_Dataset entries_
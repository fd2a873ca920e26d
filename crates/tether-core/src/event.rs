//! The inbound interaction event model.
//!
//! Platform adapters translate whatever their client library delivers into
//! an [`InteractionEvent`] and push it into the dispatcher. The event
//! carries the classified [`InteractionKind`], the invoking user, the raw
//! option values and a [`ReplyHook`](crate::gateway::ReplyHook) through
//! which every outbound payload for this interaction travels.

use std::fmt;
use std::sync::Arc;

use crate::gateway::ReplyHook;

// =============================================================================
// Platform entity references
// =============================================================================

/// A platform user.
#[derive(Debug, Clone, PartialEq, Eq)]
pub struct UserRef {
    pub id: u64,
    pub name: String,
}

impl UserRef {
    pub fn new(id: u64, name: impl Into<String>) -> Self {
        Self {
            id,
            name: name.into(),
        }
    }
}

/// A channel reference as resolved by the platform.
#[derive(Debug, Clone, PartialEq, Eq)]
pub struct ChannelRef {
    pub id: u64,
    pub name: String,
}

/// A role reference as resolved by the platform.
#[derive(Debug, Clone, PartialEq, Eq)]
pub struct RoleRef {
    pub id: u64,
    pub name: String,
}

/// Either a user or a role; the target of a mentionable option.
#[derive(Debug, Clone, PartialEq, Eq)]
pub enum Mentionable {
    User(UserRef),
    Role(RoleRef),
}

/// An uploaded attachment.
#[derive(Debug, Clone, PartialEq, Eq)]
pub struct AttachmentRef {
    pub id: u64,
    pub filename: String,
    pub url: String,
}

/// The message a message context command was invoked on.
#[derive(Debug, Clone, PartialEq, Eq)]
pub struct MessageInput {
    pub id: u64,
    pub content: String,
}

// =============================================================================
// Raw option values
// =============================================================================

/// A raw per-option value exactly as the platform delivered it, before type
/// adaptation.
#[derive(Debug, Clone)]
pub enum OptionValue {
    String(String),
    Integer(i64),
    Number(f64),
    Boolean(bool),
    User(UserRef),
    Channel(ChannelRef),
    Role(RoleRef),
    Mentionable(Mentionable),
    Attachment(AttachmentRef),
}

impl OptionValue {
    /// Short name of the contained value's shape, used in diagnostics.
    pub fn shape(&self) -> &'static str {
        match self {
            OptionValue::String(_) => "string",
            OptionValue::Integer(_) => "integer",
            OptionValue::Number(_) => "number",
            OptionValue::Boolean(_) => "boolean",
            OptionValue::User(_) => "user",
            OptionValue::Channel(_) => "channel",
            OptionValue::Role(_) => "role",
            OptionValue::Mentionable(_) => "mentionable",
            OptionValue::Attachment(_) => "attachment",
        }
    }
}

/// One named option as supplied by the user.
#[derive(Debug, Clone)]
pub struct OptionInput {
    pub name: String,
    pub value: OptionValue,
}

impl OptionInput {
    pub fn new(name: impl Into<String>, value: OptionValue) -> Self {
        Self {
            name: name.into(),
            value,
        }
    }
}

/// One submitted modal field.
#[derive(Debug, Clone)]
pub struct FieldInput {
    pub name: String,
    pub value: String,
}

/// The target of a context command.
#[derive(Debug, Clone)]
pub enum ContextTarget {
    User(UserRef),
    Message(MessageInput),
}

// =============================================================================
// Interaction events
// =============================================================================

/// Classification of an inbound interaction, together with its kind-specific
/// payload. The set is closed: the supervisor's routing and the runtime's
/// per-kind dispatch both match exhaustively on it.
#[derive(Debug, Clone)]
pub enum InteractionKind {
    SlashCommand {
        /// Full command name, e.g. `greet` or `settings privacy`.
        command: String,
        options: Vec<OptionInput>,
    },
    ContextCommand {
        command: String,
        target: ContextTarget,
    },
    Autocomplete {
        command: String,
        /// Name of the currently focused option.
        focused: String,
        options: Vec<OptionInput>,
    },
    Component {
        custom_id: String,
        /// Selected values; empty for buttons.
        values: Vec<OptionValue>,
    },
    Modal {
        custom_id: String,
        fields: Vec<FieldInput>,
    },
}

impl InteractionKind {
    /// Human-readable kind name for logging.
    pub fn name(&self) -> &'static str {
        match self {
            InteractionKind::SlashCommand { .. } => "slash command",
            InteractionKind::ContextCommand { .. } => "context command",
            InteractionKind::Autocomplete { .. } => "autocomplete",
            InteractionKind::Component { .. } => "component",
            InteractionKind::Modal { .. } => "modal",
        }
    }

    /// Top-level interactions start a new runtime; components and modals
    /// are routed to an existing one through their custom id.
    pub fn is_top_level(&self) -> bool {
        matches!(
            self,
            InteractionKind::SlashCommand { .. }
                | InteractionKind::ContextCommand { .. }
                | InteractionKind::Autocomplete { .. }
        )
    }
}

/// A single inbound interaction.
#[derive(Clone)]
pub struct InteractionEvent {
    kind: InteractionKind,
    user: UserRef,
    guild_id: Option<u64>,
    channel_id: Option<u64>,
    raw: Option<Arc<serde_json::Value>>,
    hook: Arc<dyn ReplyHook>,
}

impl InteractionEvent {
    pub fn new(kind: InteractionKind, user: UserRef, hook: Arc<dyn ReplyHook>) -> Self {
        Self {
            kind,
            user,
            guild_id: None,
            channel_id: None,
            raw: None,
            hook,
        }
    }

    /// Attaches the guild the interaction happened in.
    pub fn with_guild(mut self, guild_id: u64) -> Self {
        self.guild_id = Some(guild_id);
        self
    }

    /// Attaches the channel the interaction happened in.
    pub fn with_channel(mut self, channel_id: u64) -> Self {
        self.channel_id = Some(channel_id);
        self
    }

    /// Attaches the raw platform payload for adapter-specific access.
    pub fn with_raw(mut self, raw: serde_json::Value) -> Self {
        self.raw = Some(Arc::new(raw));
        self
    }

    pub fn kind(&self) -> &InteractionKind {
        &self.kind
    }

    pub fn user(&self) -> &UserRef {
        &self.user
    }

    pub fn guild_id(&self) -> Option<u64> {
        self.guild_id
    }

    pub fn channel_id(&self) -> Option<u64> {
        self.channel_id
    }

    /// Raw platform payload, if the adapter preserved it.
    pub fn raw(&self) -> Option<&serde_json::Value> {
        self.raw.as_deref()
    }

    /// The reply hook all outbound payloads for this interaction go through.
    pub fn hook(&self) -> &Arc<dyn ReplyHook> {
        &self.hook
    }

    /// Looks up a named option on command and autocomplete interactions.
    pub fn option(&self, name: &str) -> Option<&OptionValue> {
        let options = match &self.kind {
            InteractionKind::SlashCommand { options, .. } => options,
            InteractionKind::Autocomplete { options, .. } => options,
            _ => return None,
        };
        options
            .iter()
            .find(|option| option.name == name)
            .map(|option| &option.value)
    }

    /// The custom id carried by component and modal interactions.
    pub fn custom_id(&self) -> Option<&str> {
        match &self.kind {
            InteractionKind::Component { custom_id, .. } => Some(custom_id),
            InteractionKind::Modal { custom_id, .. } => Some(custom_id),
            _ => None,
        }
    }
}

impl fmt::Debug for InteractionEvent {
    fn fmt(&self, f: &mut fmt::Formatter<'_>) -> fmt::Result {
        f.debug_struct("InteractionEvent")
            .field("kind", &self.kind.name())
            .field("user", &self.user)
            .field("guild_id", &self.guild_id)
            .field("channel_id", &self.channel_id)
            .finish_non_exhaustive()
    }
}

---

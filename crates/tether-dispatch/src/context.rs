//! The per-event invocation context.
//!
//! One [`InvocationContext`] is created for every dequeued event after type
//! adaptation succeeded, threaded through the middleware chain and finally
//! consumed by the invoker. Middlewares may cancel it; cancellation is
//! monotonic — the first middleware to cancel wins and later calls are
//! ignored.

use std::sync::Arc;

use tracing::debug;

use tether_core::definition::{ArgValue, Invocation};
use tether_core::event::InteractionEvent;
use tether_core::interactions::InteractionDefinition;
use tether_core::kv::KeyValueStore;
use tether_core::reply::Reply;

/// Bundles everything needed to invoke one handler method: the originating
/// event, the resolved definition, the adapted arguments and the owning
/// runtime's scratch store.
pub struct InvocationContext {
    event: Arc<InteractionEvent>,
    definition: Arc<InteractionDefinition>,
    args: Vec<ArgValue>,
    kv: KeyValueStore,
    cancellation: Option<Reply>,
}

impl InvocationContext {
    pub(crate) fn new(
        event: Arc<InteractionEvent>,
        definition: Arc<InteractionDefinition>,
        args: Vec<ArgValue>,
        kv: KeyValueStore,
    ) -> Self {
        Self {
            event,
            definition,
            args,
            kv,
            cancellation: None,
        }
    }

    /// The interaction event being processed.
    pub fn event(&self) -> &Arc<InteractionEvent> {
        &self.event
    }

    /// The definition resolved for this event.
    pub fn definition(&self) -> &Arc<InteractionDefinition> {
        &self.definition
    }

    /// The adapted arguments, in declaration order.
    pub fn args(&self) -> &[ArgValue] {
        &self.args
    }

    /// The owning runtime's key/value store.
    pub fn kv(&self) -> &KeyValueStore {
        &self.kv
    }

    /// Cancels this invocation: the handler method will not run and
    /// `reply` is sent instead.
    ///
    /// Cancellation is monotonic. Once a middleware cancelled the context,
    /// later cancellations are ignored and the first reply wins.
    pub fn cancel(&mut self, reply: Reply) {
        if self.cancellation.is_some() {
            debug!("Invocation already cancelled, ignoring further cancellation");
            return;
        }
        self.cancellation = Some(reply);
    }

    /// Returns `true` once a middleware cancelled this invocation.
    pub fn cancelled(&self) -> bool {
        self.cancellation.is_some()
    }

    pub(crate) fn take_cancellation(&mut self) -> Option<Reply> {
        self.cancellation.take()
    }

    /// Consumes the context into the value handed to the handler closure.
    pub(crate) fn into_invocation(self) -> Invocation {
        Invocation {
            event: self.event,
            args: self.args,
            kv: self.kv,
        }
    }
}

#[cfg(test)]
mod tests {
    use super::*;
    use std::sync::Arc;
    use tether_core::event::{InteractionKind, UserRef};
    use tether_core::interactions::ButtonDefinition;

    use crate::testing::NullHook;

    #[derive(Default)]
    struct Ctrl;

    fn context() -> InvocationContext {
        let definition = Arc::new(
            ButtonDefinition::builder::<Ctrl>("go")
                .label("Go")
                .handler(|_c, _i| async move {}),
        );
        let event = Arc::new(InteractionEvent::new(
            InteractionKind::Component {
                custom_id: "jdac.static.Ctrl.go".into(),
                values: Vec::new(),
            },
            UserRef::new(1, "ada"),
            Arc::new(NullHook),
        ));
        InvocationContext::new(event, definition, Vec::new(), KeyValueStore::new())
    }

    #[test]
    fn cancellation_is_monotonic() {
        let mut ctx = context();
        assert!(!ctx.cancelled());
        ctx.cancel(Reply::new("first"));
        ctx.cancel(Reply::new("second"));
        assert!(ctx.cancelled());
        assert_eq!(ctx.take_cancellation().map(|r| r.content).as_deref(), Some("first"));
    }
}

==

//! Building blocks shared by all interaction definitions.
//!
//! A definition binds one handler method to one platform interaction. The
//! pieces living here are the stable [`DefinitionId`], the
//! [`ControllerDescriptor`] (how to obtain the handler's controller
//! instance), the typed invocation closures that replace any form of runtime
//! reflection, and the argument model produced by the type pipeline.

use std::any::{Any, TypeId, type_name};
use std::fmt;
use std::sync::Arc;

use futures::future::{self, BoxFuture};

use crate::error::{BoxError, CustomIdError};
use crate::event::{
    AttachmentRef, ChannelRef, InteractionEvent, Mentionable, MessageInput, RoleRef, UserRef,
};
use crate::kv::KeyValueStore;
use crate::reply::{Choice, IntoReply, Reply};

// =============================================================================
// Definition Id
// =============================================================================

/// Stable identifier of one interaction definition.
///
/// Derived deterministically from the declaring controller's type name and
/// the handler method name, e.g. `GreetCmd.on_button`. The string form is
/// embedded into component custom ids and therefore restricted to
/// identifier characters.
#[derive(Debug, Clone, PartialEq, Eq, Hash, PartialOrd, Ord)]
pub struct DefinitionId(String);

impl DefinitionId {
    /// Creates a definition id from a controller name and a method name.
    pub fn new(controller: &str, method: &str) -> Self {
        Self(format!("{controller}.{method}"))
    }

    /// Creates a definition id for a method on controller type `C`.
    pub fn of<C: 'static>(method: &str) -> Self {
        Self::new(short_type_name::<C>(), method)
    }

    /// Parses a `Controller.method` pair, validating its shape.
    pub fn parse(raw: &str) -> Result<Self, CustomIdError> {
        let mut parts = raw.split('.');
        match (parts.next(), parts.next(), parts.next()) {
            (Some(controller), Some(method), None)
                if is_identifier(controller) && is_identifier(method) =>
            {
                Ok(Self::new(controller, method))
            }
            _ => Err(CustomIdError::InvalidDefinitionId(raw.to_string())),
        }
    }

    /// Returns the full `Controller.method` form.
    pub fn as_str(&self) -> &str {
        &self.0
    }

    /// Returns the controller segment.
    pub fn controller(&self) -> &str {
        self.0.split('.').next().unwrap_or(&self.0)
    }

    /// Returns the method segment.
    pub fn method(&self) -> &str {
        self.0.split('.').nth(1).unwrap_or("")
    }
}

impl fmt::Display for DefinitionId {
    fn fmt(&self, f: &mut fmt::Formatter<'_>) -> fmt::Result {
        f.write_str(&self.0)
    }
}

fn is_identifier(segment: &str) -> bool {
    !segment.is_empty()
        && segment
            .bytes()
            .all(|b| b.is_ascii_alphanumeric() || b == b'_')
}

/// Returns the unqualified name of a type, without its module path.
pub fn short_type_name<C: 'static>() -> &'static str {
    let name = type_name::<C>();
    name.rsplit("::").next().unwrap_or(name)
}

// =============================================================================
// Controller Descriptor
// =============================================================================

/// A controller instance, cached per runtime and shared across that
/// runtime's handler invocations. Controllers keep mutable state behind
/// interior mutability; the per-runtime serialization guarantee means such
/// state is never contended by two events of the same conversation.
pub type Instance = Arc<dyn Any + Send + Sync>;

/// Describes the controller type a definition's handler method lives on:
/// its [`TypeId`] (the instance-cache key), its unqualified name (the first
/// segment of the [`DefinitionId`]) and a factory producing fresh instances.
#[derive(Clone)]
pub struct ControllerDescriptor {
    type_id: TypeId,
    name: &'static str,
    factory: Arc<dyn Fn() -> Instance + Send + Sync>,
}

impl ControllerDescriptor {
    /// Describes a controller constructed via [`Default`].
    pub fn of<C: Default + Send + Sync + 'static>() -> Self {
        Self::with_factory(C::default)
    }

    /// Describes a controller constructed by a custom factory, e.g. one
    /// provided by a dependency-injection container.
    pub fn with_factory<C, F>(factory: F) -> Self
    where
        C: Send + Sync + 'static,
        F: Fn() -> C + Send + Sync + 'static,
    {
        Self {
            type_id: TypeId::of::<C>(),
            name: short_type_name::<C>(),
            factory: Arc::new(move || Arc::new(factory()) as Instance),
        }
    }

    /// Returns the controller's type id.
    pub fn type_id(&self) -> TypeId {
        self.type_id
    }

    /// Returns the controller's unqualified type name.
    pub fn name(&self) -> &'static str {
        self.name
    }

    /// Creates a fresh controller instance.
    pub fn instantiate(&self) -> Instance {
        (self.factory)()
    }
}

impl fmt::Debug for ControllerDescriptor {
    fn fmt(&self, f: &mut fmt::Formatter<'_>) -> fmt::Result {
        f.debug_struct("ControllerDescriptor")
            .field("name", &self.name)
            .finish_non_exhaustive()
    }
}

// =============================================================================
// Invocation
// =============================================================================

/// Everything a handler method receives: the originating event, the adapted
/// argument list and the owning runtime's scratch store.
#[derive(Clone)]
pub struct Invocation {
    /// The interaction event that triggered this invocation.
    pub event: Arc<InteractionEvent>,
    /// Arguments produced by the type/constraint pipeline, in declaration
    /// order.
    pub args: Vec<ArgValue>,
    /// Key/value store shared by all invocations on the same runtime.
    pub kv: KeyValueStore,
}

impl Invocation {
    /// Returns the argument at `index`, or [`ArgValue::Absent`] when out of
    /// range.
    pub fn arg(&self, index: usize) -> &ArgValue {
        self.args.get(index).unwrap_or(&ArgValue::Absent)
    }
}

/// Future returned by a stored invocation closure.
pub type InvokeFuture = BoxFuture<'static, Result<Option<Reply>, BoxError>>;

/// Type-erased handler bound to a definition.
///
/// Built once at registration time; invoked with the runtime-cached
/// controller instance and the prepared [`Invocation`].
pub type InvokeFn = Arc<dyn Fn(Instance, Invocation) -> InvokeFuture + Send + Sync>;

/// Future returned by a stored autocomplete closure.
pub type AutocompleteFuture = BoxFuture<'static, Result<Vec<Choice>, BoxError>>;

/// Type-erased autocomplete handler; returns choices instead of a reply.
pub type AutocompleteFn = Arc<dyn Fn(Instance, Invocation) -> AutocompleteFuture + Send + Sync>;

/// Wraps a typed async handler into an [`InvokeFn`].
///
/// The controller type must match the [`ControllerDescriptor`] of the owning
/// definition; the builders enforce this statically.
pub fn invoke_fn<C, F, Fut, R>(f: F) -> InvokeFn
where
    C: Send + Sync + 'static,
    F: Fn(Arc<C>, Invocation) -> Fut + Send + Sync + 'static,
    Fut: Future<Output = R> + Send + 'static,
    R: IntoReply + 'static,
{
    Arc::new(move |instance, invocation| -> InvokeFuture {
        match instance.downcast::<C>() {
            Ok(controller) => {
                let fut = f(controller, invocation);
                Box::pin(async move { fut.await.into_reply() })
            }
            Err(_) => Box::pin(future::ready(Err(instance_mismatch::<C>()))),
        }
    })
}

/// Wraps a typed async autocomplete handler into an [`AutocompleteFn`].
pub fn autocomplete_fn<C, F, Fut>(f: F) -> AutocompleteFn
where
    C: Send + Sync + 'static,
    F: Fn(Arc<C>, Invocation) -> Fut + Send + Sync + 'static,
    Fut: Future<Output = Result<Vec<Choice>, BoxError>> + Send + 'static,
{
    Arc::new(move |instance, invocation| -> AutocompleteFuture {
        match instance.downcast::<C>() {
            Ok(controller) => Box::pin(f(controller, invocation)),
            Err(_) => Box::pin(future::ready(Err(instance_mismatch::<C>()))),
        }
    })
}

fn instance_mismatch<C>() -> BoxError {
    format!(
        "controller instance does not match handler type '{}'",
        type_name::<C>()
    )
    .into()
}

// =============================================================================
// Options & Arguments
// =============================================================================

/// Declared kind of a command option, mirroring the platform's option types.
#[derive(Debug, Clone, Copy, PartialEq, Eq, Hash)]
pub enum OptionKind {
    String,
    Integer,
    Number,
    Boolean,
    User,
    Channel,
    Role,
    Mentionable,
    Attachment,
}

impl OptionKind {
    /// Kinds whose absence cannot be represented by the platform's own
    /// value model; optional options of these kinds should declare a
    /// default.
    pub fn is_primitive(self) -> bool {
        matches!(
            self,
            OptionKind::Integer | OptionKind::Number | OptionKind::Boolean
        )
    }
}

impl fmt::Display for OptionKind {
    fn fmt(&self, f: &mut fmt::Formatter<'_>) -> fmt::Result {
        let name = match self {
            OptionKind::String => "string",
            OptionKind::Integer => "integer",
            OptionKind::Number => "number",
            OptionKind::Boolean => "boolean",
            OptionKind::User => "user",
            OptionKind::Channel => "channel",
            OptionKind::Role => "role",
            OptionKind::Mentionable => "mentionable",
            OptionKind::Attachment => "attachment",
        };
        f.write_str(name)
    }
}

_ABOUT THIS EXERCISE_
Find the number of lines in the data above that contain "focused". Please give that number alone.

_EXERCISE OUTPUT_
2